The reasons why he chose to draw flowers, beyond the demands of potential customers, have been the subject of debate. When an exhibition of Mondrian’s floral work was held in New York in 1991, the Times art critic suggested his study of flowers provided an emotional outlet that abstraction didn’t allow, saying Mondrian’s floral works;
..are very much the works of an artist who needed nature but was also uneasy with it. They are the works of someone who needed, at least on occasion, to make drawings or paintings of a soft, precarious, almost liquid reality. They are also the works of an artist who’s formidable abstract achievement could accommodate conceptually but not emotionally his many sides.
Sounds to me like he’s making an apology for Mondrian’s floral tendencies, which is a shame, they need none. I think it’s easy in this case to get attached to the differences in artistic output, on one hand floral, figurative, and on the other abstract and reductive, and assign corresponding emotional states as motivations for the differences.
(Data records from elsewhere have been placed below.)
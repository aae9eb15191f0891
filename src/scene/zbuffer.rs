use crate::canvas::{Color, Format, PixelBuffer};

/// Per-pixel depth of the closest fragment drawn so far. Larger values are closer to the camera.
#[derive(Debug, Clone)]
pub struct ZBuffer {
    width: u32,
    height: u32,
    depth: Vec<f32>,
}

impl ZBuffer {
    /// New z-buffer with every pixel infinitely far away.
    pub fn new(width: u32, height: u32) -> Self {
        let n_pixels = width as usize * height as usize;
        return Self {
            width,
            height,
            depth: vec![f32::NEG_INFINITY; n_pixels],
        };
    }

    pub fn width(&self) -> u32 {
        return self.width;
    }

    pub fn height(&self) -> u32 {
        return self.height;
    }

    /// Resets all depths before the next frame.
    pub fn clear(&mut self) {
        self.depth.fill(f32::NEG_INFINITY);
    }

    fn index(&self, x: i32, y: i32) -> Option<usize> {
        if x < 0 || y < 0 || x >= self.width as i32 || y >= self.height as i32 {
            return None;
        }
        return Some(x as usize + y as usize * self.width as usize);
    }

    /// Stored depth, None outside of the buffer.
    pub fn get(&self, x: i32, y: i32) -> Option<f32> {
        return self.index(x, y).map(|i| self.depth[i]);
    }

    /// True if a fragment with depth z would be visible, i.e. is strictly closer than the stored one.
    pub fn test(&self, x: i32, y: i32, z: f32) -> bool {
        return match self.index(x, y) {
            Some(i) => z > self.depth[i],
            None => false,
        };
    }

    /// Stores z if it passes the depth test. Returns whether it did.
    pub fn test_and_set(&mut self, x: i32, y: i32, z: f32) -> bool {
        let Some(i) = self.index(x, y) else {
            return false;
        };
        if z <= self.depth[i] {
            return false;
        }
        self.depth[i] = z;
        return true;
    }

    /// Get grayscale image, representing z-buffer values.
    /// Depths are normalized over the drawn pixels, untouched pixels stay black.
    pub fn to_image(&self) -> PixelBuffer {
        let mut image = PixelBuffer::new(self.width, self.height, Format::Grayscale);
        let drawn = self.depth.iter().copied().filter(|z| z.is_finite());
        let z_min = drawn.clone().fold(f32::INFINITY, f32::min);
        let z_max = drawn.fold(f32::NEG_INFINITY, f32::max);
        let scale = z_max - z_min;
        for y in 0..self.height as i32 {
            for x in 0..self.width as i32 {
                let z = self.depth[x as usize + y as usize * self.width as usize];
                if !z.is_finite() {
                    continue;
                }
                let value = if scale > 0.0 { 1.0 + 254.0 * (z - z_min) / scale } else { 255.0 };
                image.set(x, y, Color::gray(value as u8));
            }
        }
        return image;
    }
}

#[cfg(test)]
mod tests {
    use super::*;

    #[test]
    fn starts_infinitely_far() {
        let z_buffer = ZBuffer::new(2, 2);
        assert_eq!(z_buffer.get(1, 1), Some(f32::NEG_INFINITY));
        assert_eq!(z_buffer.get(2, 1), None);
        assert!(z_buffer.test(0, 0, -1e30));
    }

    #[test]
    fn larger_depth_wins() {
        let mut z_buffer = ZBuffer::new(2, 2);
        assert!(z_buffer.test_and_set(0, 1, 0.5));
        assert!(!z_buffer.test_and_set(0, 1, 0.2));
        assert!(z_buffer.test_and_set(0, 1, 0.7));
        assert_eq!(z_buffer.get(0, 1), Some(0.7));
    }

    #[test]
    fn ties_keep_first_write() {
        let mut z_buffer = ZBuffer::new(1, 1);
        assert!(z_buffer.test_and_set(0, 0, 0.0));
        assert!(!z_buffer.test(0, 0, 0.0));
        assert!(!z_buffer.test_and_set(0, 0, 0.0));
    }

    #[test]
    fn outside_is_rejected() {
        let mut z_buffer = ZBuffer::new(2, 2);
        assert!(!z_buffer.test_and_set(-1, 0, 1.0));
        assert!(!z_buffer.test_and_set(0, 2, 1.0));
    }

    #[test]
    fn clear_resets() {
        let mut z_buffer = ZBuffer::new(2, 2);
        z_buffer.test_and_set(1, 0, 3.0);
        z_buffer.clear();
        assert_eq!(z_buffer.get(1, 0), Some(f32::NEG_INFINITY));
    }

    #[test]
    fn depth_image() {
        let mut z_buffer = ZBuffer::new(3, 1);
        z_buffer.test_and_set(0, 0, -1.0);
        z_buffer.test_and_set(1, 0, 1.0);
        let image = z_buffer.to_image();
        assert_eq!(image.as_bytes(), &[1, 255, 0]);
    }
}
Maybe the input is more intriguing than the output. To sustain attention like this, in drawing or painting, can seem to some a kind of meditation where perhaps the subject isn’t as important as the time spent unaware of time, lost in the moment. The drawing, if done in this manner, can be a remarkable communication of this relationship. It intrigued me that Mondrian drew and painted flowers, among the many subjects he could have chosen. Some have argued these drawings are akin to portraits, which in some senses they are, as closely observed subjects. I find it more fascinating to note the way these flowers could capture both his attention and ours.
I’m sure others who love plants or love to garden have felt this way, when distracted by scent, texture, the play of light or rain, we turn off the mental static and forget to keep time. The fact that Mondrian made money out of this engagement, refining a skilled focus with the present and his chosen flowers, makes him both fortunate and rare.